Lo que le pasó a Lupe fue que presenció la procesión de las ánimas de las mujeres que en vida se atrevieron a robarle el niño a San Antonio y nunca se lo devolvieron, también de aquellas que, pidiéndole favores amorosos al Santo, no cumplieron con su manda de entregarle la limosna de las trece monedas que se destinan a los pobres. Esta procesión, dice la leyenda, se da todos los años en la víspera de la fiesta de San Antonio.

El Decapitado de Cantarranas


Recién fundada nuestra ciudad, los frailes franciscanos y carmelitas comenzaron la catequesis para instruir a los naturales en la Doctrina Cristiana. Los frailes se enfrentaban al problema de que muchos de ellos no hablaban la lengua indígena, por lo que tenían que auxiliarse de intérpretes, eran indios que ya habían sido catequizados y hablaban las dos lenguas: el Castellano y el Indígena.
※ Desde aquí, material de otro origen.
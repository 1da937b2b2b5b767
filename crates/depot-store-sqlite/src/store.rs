//! [`SqliteDatabase`] and [`SqliteCollection`]: the SQLite implementation
//! of [`AssetStore`].

use std::{
  collections::HashMap,
  path::Path,
  sync::{Arc, Mutex, PoisonError},
};

use chrono::Utc;
use depot_core::{
  asset::{AssetTag, Document},
  store::{AssetStore, SnapshotStream, StoredAsset},
};
use rusqlite::OptionalExtension as _;
use tokio::sync::broadcast;

use crate::{
  Error, Result,
  encode::{RawDocument, decode_document, encode_document, encode_dt},
  schema::{SCHEMA, UPSERT},
};

/// Pending change notifications per collection before subscribers lag.
const CHANGE_CAPACITY: usize = 16;

// ─── Database ────────────────────────────────────────────────────────────────

/// A single SQLite file holding every collection.
///
/// Cloning is cheap; the inner connection is reference-counted.
#[derive(Clone)]
pub struct SqliteDatabase {
  conn:     tokio_rusqlite::Connection,
  channels: Arc<Mutex<HashMap<String, broadcast::Sender<()>>>>,
}

impl SqliteDatabase {
  /// Open (or create) a database at `path` and run schema initialisation.
  pub async fn open(path: impl AsRef<Path>) -> Result<Self> {
    let conn = tokio_rusqlite::Connection::open(path).await?;
    Self::init(conn).await
  }

  /// Open an in-memory database, for tests.
  pub async fn open_in_memory() -> Result<Self> {
    let conn = tokio_rusqlite::Connection::open_in_memory().await?;
    Self::init(conn).await
  }

  async fn init(conn: tokio_rusqlite::Connection) -> Result<Self> {
    conn
      .call(|conn| {
        conn.execute_batch(SCHEMA)?;
        Ok(())
      })
      .await?;
    Ok(Self { conn, channels: Arc::default() })
  }

  /// A handle to the collection called `name`.
  ///
  /// Every handle for the same name shares one change channel, so a write
  /// through any of them reaches every subscriber.
  pub fn collection(&self, name: impl Into<String>) -> SqliteCollection {
    let name = name.into();
    let changes = self
      .channels
      .lock()
      .unwrap_or_else(PoisonError::into_inner)
      .entry(name.clone())
      .or_insert_with(|| broadcast::channel(CHANGE_CAPACITY).0)
      .clone();
    SqliteCollection { conn: self.conn.clone(), name: Arc::from(name), changes }
  }
}

// ─── Collection ──────────────────────────────────────────────────────────────

/// One named store inside a [`SqliteDatabase`].
#[derive(Clone)]
pub struct SqliteCollection {
  conn:    tokio_rusqlite::Connection,
  name:    Arc<str>,
  changes: broadcast::Sender<()>,
}

impl SqliteCollection {
  fn notify(&self) {
    // No receivers just means nobody is subscribed.
    let _ = self.changes.send(());
  }
}

async fn list_collection(
  conn: &tokio_rusqlite::Connection,
  name: Arc<str>,
) -> Result<Vec<StoredAsset>> {
  let raws: Vec<RawDocument> = conn
    .call(move |conn| {
      let mut stmt = conn.prepare(
        "SELECT tag, fields FROM documents WHERE collection = ?1 ORDER BY tag",
      )?;
      let rows = stmt
        .query_map(rusqlite::params![&*name], |row| {
          Ok(RawDocument { tag: row.get(0)?, fields: row.get(1)? })
        })?
        .collect::<rusqlite::Result<Vec<_>>>()?;
      Ok(rows)
    })
    .await?;

  raws.into_iter().map(RawDocument::into_stored).collect()
}

// ─── AssetStore impl ─────────────────────────────────────────────────────────

impl AssetStore for SqliteCollection {
  type Error = Error;

  fn name(&self) -> &str { &self.name }

  async fn get(&self, tag: &AssetTag) -> Result<Option<Document>> {
    let name = self.name.clone();
    let tag_str = tag.as_str().to_owned();

    let raw: Option<String> = self
      .conn
      .call(move |conn| {
        Ok(
          conn
            .query_row(
              "SELECT fields FROM documents WHERE collection = ?1 AND tag = ?2",
              rusqlite::params![&*name, tag_str],
              |row| row.get(0),
            )
            .optional()?,
        )
      })
      .await?;

    raw.as_deref().map(decode_document).transpose()
  }

  async fn put(&self, tag: &AssetTag, fields: Document) -> Result<()> {
    let name = self.name.clone();
    let tag_str = tag.as_str().to_owned();
    let fields_str = encode_document(&fields)?;
    let at_str = encode_dt(Utc::now());

    self
      .conn
      .call(move |conn| {
        conn.execute(
          UPSERT,
          rusqlite::params![&*name, tag_str, fields_str, at_str],
        )?;
        Ok(())
      })
      .await?;

    self.notify();
    Ok(())
  }

  async fn delete(&self, tag: &AssetTag) -> Result<bool> {
    let name = self.name.clone();
    let tag_str = tag.as_str().to_owned();

    let removed = self
      .conn
      .call(move |conn| {
        Ok(conn.execute(
          "DELETE FROM documents WHERE collection = ?1 AND tag = ?2",
          rusqlite::params![&*name, tag_str],
        )?)
      })
      .await?;

    if removed > 0 {
      self.notify();
    }
    Ok(removed > 0)
  }

  async fn list_all(&self) -> Result<Vec<StoredAsset>> {
    list_collection(&self.conn, self.name.clone()).await
  }

  async fn subscribe(&self) -> Result<SnapshotStream<Error>> {
    // Register before the first read so no write can slip between them.
    let mut changes = self.changes.subscribe();
    let conn = self.conn.clone();
    let name = self.name.clone();

    let stream = async_stream::stream! {
      yield list_collection(&conn, name.clone()).await;
      loop {
        match changes.recv().await {
          Ok(()) | Err(broadcast::error::RecvError::Lagged(_)) => {}
          Err(broadcast::error::RecvError::Closed) => break,
        }
        // Collapse a burst of writes into one snapshot.
        while let Ok(()) | Err(broadcast::error::TryRecvError::Lagged(_)) =
          changes.try_recv()
        {}
        yield list_collection(&conn, name.clone()).await;
      }
    };

    Ok(Box::pin(stream))
  }
}
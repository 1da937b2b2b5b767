//! Repair of interrupted moves.
//!
//! A move whose delete half failed leaves the tag in two stores. The
//! transition engine hands each such move to the [`Reconciler`] as a
//! [`ReconcileRequest`]; the reconciler re-resolves the tag and, when the
//! copy is confirmed in the target store, finishes the delete. A source copy
//! with later activity than the target is merged into the target first.
//!
//! The reconciler never removes the only copy of a record.

use std::{collections::BTreeMap, sync::Arc, time::Duration};

use depot_core::{
  ConsistencyWarning, Error, Result,
  asset::{AssetRecord, AssetTag},
  category::Category,
  store::AssetStore,
};
use serde::Serialize;
use tokio::{
  sync::mpsc,
  task::{JoinHandle, JoinSet},
};

use crate::{fanout::StoreSet, resolver::AssetResolver};

/// A move that copied into `to` but did not finish deleting from `from`.
#[derive(Debug, Clone, PartialEq, Eq, Serialize)]
pub struct ReconcileRequest {
  pub tag:  AssetTag,
  pub from: Category,
  pub to:   Category,
}

#[derive(Debug, Clone)]
pub struct ReconcileOptions {
  pub retry_delay:    Duration,
  pub max_attempts:   u32,
  /// Pending requests beyond this are refused; `sweep` still reports them.
  pub queue_capacity: usize,
}

impl Default for ReconcileOptions {
  fn default() -> Self {
    Self { retry_delay: Duration::from_secs(5), max_attempts: 5, queue_capacity: 256 }
  }
}

#[derive(Debug, Clone, PartialEq, Eq, Serialize)]
#[serde(tag = "outcome", content = "reason", rename_all = "snake_case")]
pub enum ReconcileOutcome {
  /// The stale source copy was deleted.
  Repaired,
  /// Nothing to do: only the target store holds the tag.
  AlreadyConsistent,
  /// The target store never received the copy, so there is nothing safe to
  /// delete.
  Dropped,
  /// Every attempt failed; the tag stays in both stores.
  Abandoned(String),
}

pub struct Reconciler<S> {
  stores:   Arc<StoreSet<S>>,
  resolver: AssetResolver<S>,
  options:  ReconcileOptions,
}

impl<S> Clone for Reconciler<S> {
  fn clone(&self) -> Self {
    Self {
      stores:   self.stores.clone(),
      resolver: self.resolver.clone(),
      options:  self.options.clone(),
    }
  }
}

impl<S: AssetStore + 'static> Reconciler<S> {
  pub fn new(stores: Arc<StoreSet<S>>, options: ReconcileOptions) -> Self {
    Self { resolver: AssetResolver::new(stores.clone()), stores, options }
  }

  /// One repair attempt.
  ///
  /// Fails if either store involved cannot be reached, since the copy has to
  /// be confirmed before the source is touched.
  pub async fn reconcile(&self, request: &ReconcileRequest) -> Result<ReconcileOutcome> {
    let resolution = self.resolver.resolve_all(&request.tag).await;
    for (category, err) in resolution.failures {
      if category == request.from || category == request.to {
        return Err(err);
      }
    }

    let copy_of = |category: Category| {
      resolution
        .hits
        .iter()
        .find(|(c, _)| *c == category)
        .map(|(_, doc)| AssetRecord::from_document(category, doc.clone()))
    };
    let Some(target) = copy_of(request.to) else {
      return Ok(ReconcileOutcome::Dropped);
    };
    let Some(source) = copy_of(request.from) else {
      return Ok(ReconcileOutcome::AlreadyConsistent);
    };

    // While both copies exist, lookups land on the higher-priority one. When
    // that is the source, it may have taken writes after the move.
    if source.last_activity() > target.last_activity() {
      tracing::info!(
        tag = %request.tag,
        from = %request.from,
        to = %request.to,
        "source copy is newer; carrying it over before delete"
      );
      self
        .stores
        .store(request.to)?
        .put(&request.tag, source.document)
        .await
        .map_err(|e| Error::backend(request.to, e))?;
    }

    self
      .stores
      .store(request.from)?
      .delete(&request.tag)
      .await
      .map_err(|e| Error::backend(request.from, e))?;
    Ok(ReconcileOutcome::Repaired)
  }

  /// Retry [`Reconciler::reconcile`] until it succeeds or the attempts run out.
  pub async fn reconcile_with_retry(&self, request: &ReconcileRequest) -> ReconcileOutcome {
    let attempts = self.options.max_attempts.max(1);
    let mut attempt = 1;
    loop {
      match self.reconcile(request).await {
        Ok(outcome) => return outcome,
        Err(e) if attempt >= attempts => {
          return ReconcileOutcome::Abandoned(e.to_string());
        }
        Err(e) => {
          tracing::debug!(tag = %request.tag, attempt, error = %e, "reconcile attempt failed");
          attempt += 1;
          tokio::time::sleep(self.options.retry_delay).await;
        }
      }
    }
  }

  /// Process requests until every sender is dropped. Each request runs on
  /// its own task, so one store that keeps failing does not hold up the rest.
  pub async fn run(self, mut requests: mpsc::Receiver<ReconcileRequest>) {
    let mut in_flight = JoinSet::new();
    loop {
      tokio::select! {
        request = requests.recv() => match request {
          Some(request) => {
            let reconciler = self.clone();
            in_flight.spawn(async move { reconciler.handle(request).await });
          }
          None => break,
        },
        Some(joined) = in_flight.join_next() => {
          if let Err(e) = joined {
            tracing::error!(error = %e, "reconcile task failed");
          }
        }
      }
    }
    while in_flight.join_next().await.is_some() {}
    tracing::debug!("reconciler stopped");
  }

  async fn handle(&self, request: ReconcileRequest) {
    match self.reconcile_with_retry(&request).await {
      ReconcileOutcome::Repaired => tracing::info!(
        tag = %request.tag,
        from = %request.from,
        to = %request.to,
        "partial move repaired"
      ),
      ReconcileOutcome::AlreadyConsistent => {
        tracing::debug!(tag = %request.tag, "partial move already consistent")
      }
      ReconcileOutcome::Dropped => tracing::warn!(
        tag = %request.tag,
        to = %request.to,
        "target store does not hold the tag; dropping reconcile request"
      ),
      ReconcileOutcome::Abandoned(reason) => tracing::error!(
        tag = %request.tag,
        from = %request.from,
        to = %request.to,
        %reason,
        "giving up on partial move; asset remains in both stores"
      ),
    }
  }

  /// Start [`Reconciler::run`] on its own task and return the sender to feed it.
  pub fn spawn(self) -> (mpsc::Sender<ReconcileRequest>, JoinHandle<()>) {
    let (tx, rx) = mpsc::channel(self.options.queue_capacity.max(1));
    (tx, tokio::spawn(self.run(rx)))
  }

  /// List every tag held by more than one store. Detects only; nothing is
  /// deleted, since without a move request there is no way to tell which
  /// copy is stale.
  pub async fn sweep(&self) -> Result<Vec<ConsistencyWarning>> {
    let listed = self.stores.fan_out(|_, store| store.list_all()).await.into_result()?;

    let mut holders: BTreeMap<AssetTag, Vec<Category>> = BTreeMap::new();
    for (category, assets) in listed {
      for asset in assets {
        holders.entry(asset.tag).or_default().push(category);
      }
    }

    let warnings: Vec<_> = holders
      .into_iter()
      .filter(|(_, stores)| stores.len() > 1)
      .map(|(tag, stores)| ConsistencyWarning { tag, stores })
      .collect();
    for warning in &warnings {
      tracing::warn!("{warning}");
    }
    Ok(warnings)
  }
}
La doctrina era impartida en los conventos los días domingos por estos indígenas, entre los que había hombres y mujeres. El sacramento de la confesión también lo efectuaban con la ayuda de estos intérpretes, por lo que era común que se violara el secreto sacramental.

Ante tal situación, el Virrey de la Nueva España promulgó un decreto en el cual daba de plazo un año, a los monjes para que aprendieran la lengua indígena, so pena de pagar una multa que iría a los aranceles reales destinada a mantener la milicia. Un indio que había sido bautizado con el nombre de Salvador, iba todos los

domingos a la misa y a la doctrina. Uno de los frailes notó que nunca se confesaba ni comulgaba, por lo que decidió llamarlo y preguntarle la razón de su alejamiento de dichos sacramentos. El indio Salvador le contestó que le daba vergüenza decir sus pecados, porque eran muchos y muy grandes. El fraile le explicó la necesidad que tenía de confesarse y comulgar, porque si no lo hacía y se moría, iría derecho al infierno y a la perdición eterna.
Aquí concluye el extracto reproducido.